Investors still exposed to risks of green, sustainability-linked hybrids – S&P

      Published on Wednesday, 26 August , 2020      561      
Investors still exposed to risks of green, sustainability-linked hybrids – S&P

  • Bahrain News

Investments in green or sustainability-linked financial products are on the rise, but there is still a tension between investors on earmarking funds for such projects and the role capital plays on a balance sheet, says S & P Global Ratings.

The Greening of Financial Services report showed a dramatic increase in green and sustainable bond issuance, from around $50 billion in 2016, to more than $200 billion in 2019, with year to date figures suggesting there will be a further increase in 2020.

The ratings agency said issuing green or sustainability linked hybrids helps banks and insurers highlight their environmental and social governance (ESG) strategies, but investors are still exposed to the risk of broader businesses.

“We believe this is why the green or sustainability promises incorporated in such hybrids have so far been light on specific commitments, and we note that such hybrids may not match the investment mandate of some green and sustainability investment portfolios,” the report said.

A further challenge

The report also pointed out that the development of green and sustainable hybrid asset classes poses a further challenge, in that they could increase reputational risks for banks and insurers.

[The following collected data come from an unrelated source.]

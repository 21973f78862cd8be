//! Global configuration loader for buildman.
//!
//! Reads `config.toml` from the data directory (`~/.buildman/` in production)
//! and deserializes it into [`GlobalConfig`]. Falls back to sensible defaults
//! when the file is missing or malformed.

use std::path::Path;

use buildman_types::config::GlobalConfig;

/// Load global configuration from `{data_dir}/config.toml`.
///
/// - If the file does not exist, returns [`GlobalConfig::default()`].
/// - If the file exists but fails to parse, logs a warning and returns the default.
/// - If the file exists and parses successfully, returns the parsed config.
pub async fn load_global_config(data_dir: &Path) -> GlobalConfig {
    let config_path = data_dir.join("config.toml");

    let content = match tokio::fs::read_to_string(&config_path).await {
        Ok(content) => content,
        Err(err) if err.kind() == std::io::ErrorKind::NotFound => {
            tracing::debug!("No config.toml found at {}, using defaults", config_path.display());
            return GlobalConfig::default();
        }
        Err(err) => {
            tracing::warn!("Failed to read {}: {err}, using defaults", config_path.display());
            return GlobalConfig::default();
        }
    };

    match toml::from_str::<GlobalConfig>(&content) {
        Ok(config) => config,
        Err(err) => {
            tracing::warn!(
                "Failed to parse {}: {err}, using defaults",
                config_path.display()
            );
            GlobalConfig::default()
        }
    }
}

#[cfg(test)]
mod tests {
    use super::*;
    use tempfile::TempDir;

    #[tokio::test]
    async fn load_global_config_missing_file_returns_default() {
        let tmp = TempDir::new().unwrap();
        let config = load_global_config(tmp.path()).await;
        assert_eq!(config.game_url, "https://www.heroeswm.ru");
        assert_eq!(config.request_timeout_secs, 30);
    }

    #[tokio::test]
    async fn load_global_config_valid_toml_returns_parsed() {
        let tmp = TempDir::new().unwrap();
        tokio::fs::write(
            tmp.path().join("config.toml"),
            r#"
game_url = "https://my.lordswm.com"
request_timeout_secs = 5
user_agent = "Mozilla/5.0"
"#,
        )
        .await
        .unwrap();

        let config = load_global_config(tmp.path()).await;
        assert_eq!(config.game_url, "https://my.lordswm.com");
        assert_eq!(config.request_timeout_secs, 5);
        assert_eq!(config.user_agent, "Mozilla/5.0");
    }

    #[tokio::test]
    async fn load_global_config_invalid_toml_returns_default() {
        let tmp = TempDir::new().unwrap();
        tokio::fs::write(tmp.path().join("config.toml"), "this is not { valid toml !!!")
            .await
            .unwrap();

        let config = load_global_config(tmp.path()).await;
        assert_eq!(config.game_url, "https://www.heroeswm.ru");
    }
}
impl<C: GameClient> ChangeOrchestrator<C> {
    pub fn new(client: Arc<C>, catalogs: Arc<Catalogs>) -> Self {
        Self {
            reader: RemoteStateReader::new(client.clone(), catalogs.clone()),
            client,
            catalogs,
            reset_link: RwLock::new(None),
        }
    }

    pub fn reader(&self) -> &RemoteStateReader<C> {
        &self.reader
    }

    /// Apply `to` unconditionally.
    pub async fn force(&self, to: &Build) -> Result<Build, ChangeError> {
        self.execute(&ChangePlan::force(), to).await
    }

    /// Apply only what differs between `from` and `to`.
    pub async fn diff(&self, from: &Build, to: &Build) -> Result<Build, ChangeError> {
        self.execute(&ChangePlan::diff(from, to), to).await
    }

    pub async fn execute(&self, plan: &ChangePlan, to: &Build) -> Result<Build, ChangeError> {
        let span = tracing::info_span!("change", mode = %plan.mode, build.id = %to.id);
        async move {
            self.check_targets(plan, to)?;

            for &step in &plan.steps {
                tracing::info!(%step, "running step");
                if let Err(err) = self.run_step(step, plan, to).await {
                    tracing::warn!(%step, error = %err, "change aborted");
                    return Err(err);
                }
            }

            tracing::info!(steps = plan.steps.len(), "change applied");
            Ok(to.clone())
        }
        .instrument(span)
        .await
    }

    /// Reject targets the catalogs cannot express before touching the game.
    fn check_targets(&self, plan: &ChangePlan, to: &Build) -> Result<(), ChangeError> {
        if plan.contains(ChangeStep::Fraction) && !self.catalogs.fraction.contains(&to.fraction) {
            return Err(ChangeError::UnknownFraction(to.fraction.to_string()));
        }
        if plan.contains(ChangeStep::Inventory) && !self.catalogs.inventory.contains(&to.inventory) {
            return Err(ChangeError::UnknownInventory(to.inventory.to_string()));
        }
        Ok(())
    }

    async fn run_step(&self, step: ChangeStep, plan: &ChangePlan, to: &Build) -> Result<(), ChangeError> {
        match step {
            ChangeStep::Fraction => self.fraction(plan.from_fraction.as_ref(), &to.fraction).await,
            ChangeStep::Skill => self.send(step, wire::skills(&to.skill)).await,
            ChangeStep::Army => self.send(step, wire::army(&to.army)).await,
            ChangeStep::Inventory => {
                let record = self
                    .catalogs
                    .inventory
                    .get(&to.inventory)
                    .ok_or_else(|| ChangeError::UnknownInventory(to.inventory.to_string()))?;
                self.send(step, wire::inventory(record)).await
            }
            ChangeStep::AttributeReset => self.reset().await,
            ChangeStep::AttributeAllocate => self.allocate(&to.attribute).await,
        }
    }

    async fn send(&self, step: ChangeStep, request: GameRequest) -> Result<(), ChangeError> {
        tracing::debug!(%step, %request, "sending");
        self.client
            .send(&request)
            .await
            .map(|_| ())
            .map_err(remote(step))
    }

    async fn fraction(&self, from: Option<&FractionId>, to: &FractionId) -> Result<(), ChangeError> {
        let step = ChangeStep::Fraction;
        let target = self
            .catalogs
            .fraction
            .get(to)
            .ok_or_else(|| ChangeError::UnknownFraction(to.to_string()))?;

        let from = match from {
            Some(id) => Some(id.clone()),
            None => self.reader.fraction().await.map_err(remote(step))?,
        };

        match from.as_ref().and_then(|id| self.catalogs.fraction.get(id)) {
            Some(current) if current.fract == target.fract => {
                if current.classid != target.classid {
                    self.send(step, wire::fraction_class(target.classid)).await?;
                }
                Ok(())
            }
            current => {
                if current.is_none() {
                    tracing::warn!(fraction = %to, "starting fraction unknown, switching group unconditionally");
                }
                self.send(step, wire::fraction_group(target.fract)).await?;
                if !target.is_default_class() {
                    self.send(step, wire::fraction_class(target.classid)).await?;
                }
                Ok(())
            }
        }
    }

    async fn reset(&self) -> Result<(), ChangeError> {
        let step = ChangeStep::AttributeReset;
        let cached = self.reset_link.read().await.clone();
        let link = match cached {
            Some(link) => Some(link),
            None => {
                let found = self.reader.reset_link().await.map_err(remote(step))?;
                if let Some(link) = &found {
                    *self.reset_link.write().await = Some(link.clone());
                }
                found
            }
        };

        match link {
            Some(link) => self.send(step, wire::reset(&link)).await,
            None => {
                tracing::warn!("reset link not found, allocating without a reset");
                Ok(())
            }
        }
    }

    async fn allocate(&self, requested: &AttributePoints) -> Result<(), ChangeError> {
        let step = ChangeStep::AttributeAllocate;
        let total = self
            .reader
            .free_attribute_points()
            .await
            .map_err(remote(step))?
            .unwrap_or(0);

        let calls = distribute(requested, total);
        tracing::debug!(total, calls = calls.len(), "distributing attribute points");
        for call in calls {
            self.send(step, wire::attribute(call)).await?;
        }
        Ok(())
    }
}

fn remote(step: ChangeStep) -> impl FnOnce(RemoteError) -> ChangeError {
    move |source| ChangeError::Remote { step, source }
}
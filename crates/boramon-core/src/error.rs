use thiserror::Error;

/// Rule-set construction and validation failures.
///
/// These only fire when a taxonomy is loaded or built; classification
/// itself never errors.
#[derive(Debug, Error)]
pub enum RuleSetError {
    #[error("rule set has no categories")]
    Empty,

    #[error("category '{0}' declared more than once")]
    DuplicateCategory(String),

    #[error("category '{0}' has an empty keyword list")]
    EmptyKeywords(String),

    #[error("category '{category}' has a blank keyword at position {index}")]
    BlankKeyword { category: String, index: usize },

    #[error("category '{category}' weight {weight} outside [0, {max}]")]
    WeightOutOfRange {
        category: String,
        weight: f64,
        max: f64,
    },

    #[error("rule set JSON parse error: {0}")]
    Json(#[from] serde_json::Error),
}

As an example, the ratings agency cited a scenario in which investors in a green-labelled hybrid may not receive hybrid payments because of problems that a bank or insurer faces from losses after a borrower or investment fails due to the crystallisation of ESG risks, for instance, from losses due to polluting.

S&P says it expects growing demand for green and sustainability assets to encourage incremental supply of such hybrids even if the limited price and diversification benefits seen by the issuers to date continues.

“Green and sustainability subordinated bond issuance has significantly lagged that of senior or secured asset classes, we think largely because of investor concerns that capital fungibility creates less clarity on the investor’s exposure to green and sustainability-related behaviour,” the report said.

“While recent green subordinated issues by banks and insurers have not, in our view, convinced investors that they have removed exposure to non-green activities, they do show a modest degree of investor diversification and noteworthy ESG credential signalling.”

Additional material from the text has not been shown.